Für Deutschland erwartet die OECD im kommenden Jahr die tiefste Rezession und gleichzeitig die höchste Inflation der 20 größten westlichen Industriestaaten, der G-20. Die deutsche Wirtschaft werde nach einem Wachstum 1,2 Prozent in diesem Jahr 2023 um 0,7 Prozent schrumpfen. Das sind 2,4 Prozentpunkte weniger Wachstum als noch im Juni prognostiziert. Die Inflation werde in Deutschland auch im kommenden Jahr mit 7,5 Prozent überdurchschnittlich hoch bleiben.

Weltweit verliere die Wirtschaft an Schwung. Die Weltwirtschaft dürfte dieses Jahr noch um 3,0 Prozent zulegen, 2023 dann nur noch um 2,2 Prozent. Die Inflation gehe nur langsam zurück. In den 20 Industrie- und Schwellenländern dürfte sie 2023 bei 6,6 Prozent liegen.

Sorgen machen der OECD neben drohenden Energieengpässen im Winter vor allem die hohen Kosten für Nahrungsmittel.
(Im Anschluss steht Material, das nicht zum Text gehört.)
//! Editor-side data: assets loaded into the engine, entities spawned from them,
//! and the current selection. The engine owns the real scene; this is the
//! front end's bookkeeping of the ids it handed back.

use serde::{Deserialize, Serialize};
use std::collections::BTreeMap;
use std::ops::{Add, Mul, Sub};
use std::rc::Rc;
use yew::Reducible;

#[derive(Clone, Copy, Debug, Default, PartialEq, Serialize, Deserialize)]
pub struct Vec2 {
    pub x: f64,
    pub y: f64,
}

impl Vec2 {
    pub const ZERO: Vec2 = Vec2 { x: 0.0, y: 0.0 };

    pub const fn new(x: f64, y: f64) -> Self {
        Self { x, y }
    }

    /// Component-wise product.
    pub fn mul_elem(self, other: Vec2) -> Vec2 {
        Vec2::new(self.x * other.x, self.y * other.y)
    }
}

impl Add for Vec2 {
    type Output = Vec2;
    fn add(self, rhs: Vec2) -> Vec2 {
        Vec2::new(self.x + rhs.x, self.y + rhs.y)
    }
}

impl Sub for Vec2 {
    type Output = Vec2;
    fn sub(self, rhs: Vec2) -> Vec2 {
        Vec2::new(self.x - rhs.x, self.y - rhs.y)
    }
}

impl Mul<f64> for Vec2 {
    type Output = Vec2;
    fn mul(self, rhs: f64) -> Vec2 {
        Vec2::new(self.x * rhs, self.y * rhs)
    }
}

#[derive(Clone, Copy, Debug, PartialEq, Eq, Hash, Serialize, Deserialize)]
pub enum AssetKind {
    Svg,
    /// Lottie animations arrive as `.json`.
    Lottie,
    Particles,
}

impl AssetKind {
    pub fn label(self) -> &'static str {
        match self {
            AssetKind::Svg => "svg",
            AssetKind::Lottie => "lottie",
            AssetKind::Particles => "particles",
        }
    }

    pub fn is_particle(self) -> bool {
        matches!(self, AssetKind::Particles)
    }
}

/// Particle assets and svg/lottie assets are numbered by separate engine
/// counters, so an id alone does not identify an asset.
#[derive(Clone, Copy, Debug, PartialEq, Eq, Hash, PartialOrd, Ord, Serialize, Deserialize)]
pub struct AssetKey {
    pub particle: bool,
    pub id: u32,
}

impl std::fmt::Display for AssetKey {
    fn fmt(&self, f: &mut std::fmt::Formatter<'_>) -> std::fmt::Result {
        let space = if self.particle { "p" } else { "a" };
        write!(f, "{}{}", space, self.id)
    }
}

#[derive(Clone, Debug, PartialEq, Serialize, Deserialize)]
pub struct Asset {
    pub id: u32,
    pub name: String,
    pub kind: AssetKind,
    /// Extra id forwarded to the engine on spawn (emitter index for particles).
    pub secondary_id: u32,
}

impl Asset {
    pub fn key(&self) -> AssetKey {
        AssetKey {
            particle: self.kind.is_particle(),
            id: self.id,
        }
    }
}

#[derive(Clone, Copy, Debug, PartialEq, Serialize, Deserialize)]
pub struct Transform2D {
    pub x: f64,
    pub y: f64,
    pub rotation: f64,
    pub scale_x: f64,
    pub scale_y: f64,
    pub depth: f64,
}

impl Default for Transform2D {
    fn default() -> Self {
        Self {
            x: 0.0,
            y: 0.0,
            rotation: 0.0,
            scale_x: 1.0,
            scale_y: 1.0,
            depth: 0.0,
        }
    }
}

/// One editable component of a [`Transform2D`]; the panel binds a widget to
/// each variant instead of looking fields up by name.
#[derive(Clone, Copy, Debug, PartialEq, Eq)]
pub enum TransformField {
    X,
    Y,
    ScaleX,
    ScaleY,
    Rotation,
    Depth,
}

impl TransformField {
    pub const ALL: [TransformField; 6] = [
        TransformField::X,
        TransformField::Y,
        TransformField::ScaleX,
        TransformField::ScaleY,
        TransformField::Rotation,
        TransformField::Depth,
    ];

    pub fn label(self) -> &'static str {
        match self {
            TransformField::X => "x",
            TransformField::Y => "y",
            TransformField::ScaleX => "s_x",
            TransformField::ScaleY => "s_y",
            TransformField::Rotation => "r",
            TransformField::Depth => "depth",
        }
    }

    /// Inclusive widget range.
    pub fn range(self) -> (f64, f64) {
        match self {
            TransformField::X | TransformField::Y => (-100.0, 100.0),
            TransformField::ScaleX | TransformField::ScaleY => (0.01, 10.0),
            TransformField::Rotation | TransformField::Depth => (0.0, 10.0),
        }
    }

    pub fn get(self, t: &Transform2D) -> f64 {
        match self {
            TransformField::X => t.x,
            TransformField::Y => t.y,
            TransformField::ScaleX => t.scale_x,
            TransformField::ScaleY => t.scale_y,
            TransformField::Rotation => t.rotation,
            TransformField::Depth => t.depth,
        }
    }

    /// Writes `value` clamped to [`range`](Self::range).
    pub fn set(self, t: &mut Transform2D, value: f64) {
        let (lo, hi) = self.range();
        let v = value.clamp(lo, hi);
        match self {
            TransformField::X => t.x = v,
            TransformField::Y => t.y = v,
            TransformField::ScaleX => t.scale_x = v,
            TransformField::ScaleY => t.scale_y = v,
            TransformField::Rotation => t.rotation = v,
            TransformField::Depth => t.depth = v,
        }
    }
}

#[derive(Clone, Debug, PartialEq, Serialize, Deserialize)]
pub struct Entity {
    pub id: u32,
    pub name: String,
    pub transform: Transform2D,
}

#[derive(Clone, Debug, Default, PartialEq)]
pub struct EditorState {
    pub assets: Vec<Asset>,
    pub entities: BTreeMap<u32, Entity>,
    pub selected: Option<u32>,
}

impl EditorState {
    pub fn asset(&self, key: AssetKey) -> Option<&Asset> {
        self.assets.iter().find(|a| a.key() == key)
    }

    pub fn selected_entity(&self) -> Option<&Entity> {
        self.selected.and_then(|id| self.entities.get(&id))
    }
}

pub enum EditorAction {
    AddAsset(Asset),
    SetSecondaryId { key: AssetKey, secondary_id: u32 },
    AddEntity { id: u32, name: String },
    Select(u32),
    Deselect,
    SetTransform { id: u32, transform: Transform2D },
    RemoveEntity(u32),
}

impl Reducible for EditorState {
    type Action = EditorAction;

    fn reduce(self: Rc<Self>, action: Self::Action) -> Rc<Self> {
        use EditorAction::*;
        let mut new = (*self).clone();
        match action {
            AddAsset(asset) => {
                log::info!("asset {} mounted as {}", asset.name, asset.id);
                new.assets.push(asset);
            }
            SetSecondaryId { key, secondary_id } => {
                match new.assets.iter_mut().find(|a| a.key() == key) {
                    Some(a) => a.secondary_id = secondary_id,
                    None => return self,
                }
            }
            AddEntity { id, name } => {
                new.entities.insert(
                    id,
                    Entity {
                        id,
                        name,
                        transform: Transform2D::default(),
                    },
                );
                new.selected = Some(id);
            }
            Select(id) => {
                if !new.entities.contains_key(&id) || new.selected == Some(id) {
                    return self;
                }
                new.selected = Some(id);
            }
            Deselect => {
                if new.selected.is_none() {
                    return self;
                }
                new.selected = None;
            }
            SetTransform { id, transform } => match new.entities.get_mut(&id) {
                Some(e) => e.transform = transform,
                None => return self,
            },
            RemoveEntity(id) => {
                if new.entities.remove(&id).is_none() {
                    return self;
                }
                if new.selected == Some(id) {
                    new.selected = None;
                }
            }
        }
        Rc::new(new)
    }
}

#[cfg(test)]
mod tests {
    use super::*;

    fn asset(id: u32, kind: AssetKind) -> Asset {
        Asset {
            id,
            name: format!("a{id}"),
            kind,
            secondary_id: 0,
        }
    }

    fn with_entity(id: u32) -> Rc<EditorState> {
        Rc::new(EditorState::default()).reduce(EditorAction::AddEntity {
            id,
            name: format!("e{id}"),
        })
    }

    #[test]
    fn adding_an_entity_selects_it() {
        let s = with_entity(3);
        assert_eq!(s.selected, Some(3));
        assert_eq!(s.selected_entity().map(|e| e.transform), Some(Transform2D::default()));
    }

    #[test]
    fn selecting_unknown_entity_keeps_selection() {
        let s = with_entity(3);
        let s = s.reduce(EditorAction::Select(42));
        assert_eq!(s.selected, Some(3));
    }

    #[test]
    fn removing_selected_entity_clears_selection() {
        let s = with_entity(3).reduce(EditorAction::AddEntity {
            id: 4,
            name: "e4".into(),
        });
        let s = s.reduce(EditorAction::RemoveEntity(3));
        assert_eq!(s.selected, Some(4));
        let s = s.reduce(EditorAction::RemoveEntity(4));
        assert_eq!(s.selected, None);
        assert!(s.entities.is_empty());
    }

    #[test]
    fn set_transform_only_touches_target() {
        let s = with_entity(1).reduce(EditorAction::AddEntity {
            id: 2,
            name: "e2".into(),
        });
        let moved = Transform2D {
            x: 12.0,
            ..Transform2D::default()
        };
        let s = s.reduce(EditorAction::SetTransform {
            id: 1,
            transform: moved,
        });
        assert_eq!(s.entities[&1].transform.x, 12.0);
        assert_eq!(s.entities[&2].transform, Transform2D::default());
    }

    fn key(particle: bool, id: u32) -> AssetKey {
        AssetKey { particle, id }
    }

    #[test]
    fn secondary_id_is_stored_per_asset() {
        let s = Rc::new(EditorState::default())
            .reduce(EditorAction::AddAsset(asset(1, AssetKind::Svg)))
            .reduce(EditorAction::AddAsset(asset(2, AssetKind::Lottie)))
            .reduce(EditorAction::SetSecondaryId {
                key: key(false, 2),
                secondary_id: 7,
            });
        assert_eq!(s.asset(key(false, 1)).map(|a| a.secondary_id), Some(0));
        assert_eq!(s.asset(key(false, 2)).map(|a| a.secondary_id), Some(7));
    }

    #[test]
    fn svg_and_particle_assets_sharing_an_id_stay_apart() {
        let s = Rc::new(EditorState::default())
            .reduce(EditorAction::AddAsset(asset(1, AssetKind::Svg)))
            .reduce(EditorAction::AddAsset(asset(1, AssetKind::Particles)))
            .reduce(EditorAction::SetSecondaryId {
                key: key(true, 1),
                secondary_id: 7,
            });
        let particles = s.asset(key(true, 1)).cloned();
        let svg = s.asset(key(false, 1)).cloned();
        assert_eq!(particles.as_ref().map(|a| a.kind), Some(AssetKind::Particles));
        assert_eq!(particles.map(|a| a.secondary_id), Some(7));
        assert_eq!(svg.as_ref().map(|a| a.kind), Some(AssetKind::Svg));
        assert_eq!(svg.map(|a| a.secondary_id), Some(0));
        assert_ne!(key(true, 1).to_string(), key(false, 1).to_string());
    }

    #[test]
    fn secondary_id_for_unknown_asset_is_ignored() {
        let s = Rc::new(EditorState::default())
            .reduce(EditorAction::AddAsset(asset(1, AssetKind::Svg)));
        let after = s.clone().reduce(EditorAction::SetSecondaryId {
            key: key(true, 1),
            secondary_id: 9,
        });
        assert!(Rc::ptr_eq(&s, &after));
    }

    #[test]
    fn transform_field_set_clamps_to_range() {
        let mut t = Transform2D::default();
        TransformField::X.set(&mut t, 250.0);
        TransformField::ScaleY.set(&mut t, 0.0);
        TransformField::Depth.set(&mut t, 3.5);
        assert_eq!(TransformField::X.get(&t), 100.0);
        assert_eq!(TransformField::ScaleY.get(&t), 0.01);
        assert_eq!(TransformField::Depth.get(&t), 3.5);
        assert_eq!(TransformField::Rotation.get(&t), 0.0);
    }

    #[test]
    fn only_particles_spawn_as_particles() {
        assert!(AssetKind::Particles.is_particle());
        assert!(!AssetKind::Svg.is_particle());
        assert!(!AssetKind::Lottie.is_particle());
    }
}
Die Organisation fordert starke Maßnahmen der Industriestaaten, die aber abgestimmt und zielgenau sein müssten. Die OECD favorisierte eindeutig direkte Hilfen für betroffene und bedürftige Gruppen anstelle von Eingriffen in die Preise.

Vor allem das schwache Vertrauen der Verbraucher lasse eine längere Phase mit schwachem Wachstum erwarten. Die OECD appellierte an die Zentralbanken, trotz der trüben Aussichten für die Konjunktur konsequent gegen die Inflation vorzugehen. Dies sei die Voraussetzung dafür, das Vertrauen wieder zu stärken.

Auch für die USA und China wird mit einem wesentlich langsameren Tempo gerechnet. Hier gibt wie auch in anderen europäischen Ländern es allerdings noch Wachstum. Dem gesamten Euro-Raum traut die OECD 2023 noch 0,3 Prozent Wachstum zu.

Die russische Wirtschaft dürfte 2022 um 5,5 Prozent einbrechen. Das ist allerdings ein deutlich geringerer Einbruch als zuletzt erwartet. 2023 dürfte das russische Bruttoinlandsprodukt dann noch einmal um 4,5 Prozent schrumpfen. Hauptgrund hierfür seien die Sanktionen des Westens, die wegen des russischen Angriffs auf die Ukraine verhängt wurden.